WHAT THE TASK REQUIRES
Calculate how many lines of the data hold "Self". The answer consists of that number only.
- - - - -
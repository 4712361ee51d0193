use serde::{Deserialize, Serialize};

use crate::error::{Error, Result};

/// Top-level cuwrap configuration, loaded from cuwrap.toml.
#[derive(Debug, Clone, Default, Serialize, Deserialize)]
pub struct CuwrapConfig {
    #[serde(default)]
    pub driver: DriverConfig,
    #[serde(default)]
    pub device: DeviceConfig,
    #[serde(default)]
    pub launch: LaunchConfigSection,
}

#[derive(Debug, Clone, Default, Serialize, Deserialize)]
pub struct DriverConfig {
    /// Driver library to load (None = platform default names)
    pub library: Option<String>,
    /// Flags passed to cuInit
    #[serde(default)]
    pub init_flags: u32,
}

#[derive(Debug, Clone, Serialize, Deserialize)]
pub struct DeviceConfig {
    /// Device treated as current while no context is active
    #[serde(default)]
    pub default: i32,
}

#[derive(Debug, Clone, Default, Serialize, Deserialize)]
pub struct LaunchConfigSection {
    /// Check launch dimensions and shared memory against device limits
    /// before handing the launch to the driver
    #[serde(default)]
    pub check_limits: bool,
}

impl Default for DeviceConfig {
    fn default() -> Self {
        Self { default: 0 }
    }
}

impl CuwrapConfig {
    /// Parse configuration from TOML text.
    pub fn from_toml(content: &str) -> Result<Self> {
        toml::from_str(content).map_err(|e| Error::Config(e.to_string()))
    }

    /// Load configuration from a TOML file.
    pub fn load(path: &str) -> Result<Self> {
        let content = std::fs::read_to_string(path)
            .map_err(|e| Error::Config(format!("{}: {}", path, e)))?;
        let config = Self::from_toml(&content)?;
        if config.device.default < 0 {
            return Err(Error::Config(format!(
                "{}: device.default must not be negative (got {})",
                path, config.device.default
            )));
        }
        Ok(config)
    }

    /// Load configuration from file if it exists, otherwise return defaults.
    pub fn load_or_default(path: &str) -> Self {
        match Self::load(path) {
            Ok(config) => config,
            Err(e) => {
                if std::path::Path::new(path).exists() {
                    tracing::warn!("ignoring configuration: {}", e);
                }
                Self::default()
            }
        }
    }
}

/// Returns the default config file path based on platform conventions.
/// Search order:
/// 1. System-wide config: `%PROGRAMDATA%\cuwrap\cuwrap.toml` (Windows) or `/etc/cuwrap/cuwrap.toml` (Linux/macOS)
/// 2. Local fallback: `./cuwrap.toml`
pub fn default_config_path() -> String {
    #[cfg(windows)]
    {
        let programdata = std::env::var("PROGRAMDATA")
            .unwrap_or_else(|_| r"C:\ProgramData".to_string());
        let system_path = format!(r"{}\cuwrap\cuwrap.toml", programdata);
        if std::path::Path::new(&system_path).exists() {
            return system_path;
        }
    }
    #[cfg(not(windows))]
    {
        let system_path = "/etc/cuwrap/cuwrap.toml";
        if std::path::Path::new(system_path).exists() {
            return system_path.to_string();
        }
    }
    "cuwrap.toml".to_string()
}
- - - - -
RESPONSE TO THE TASK
8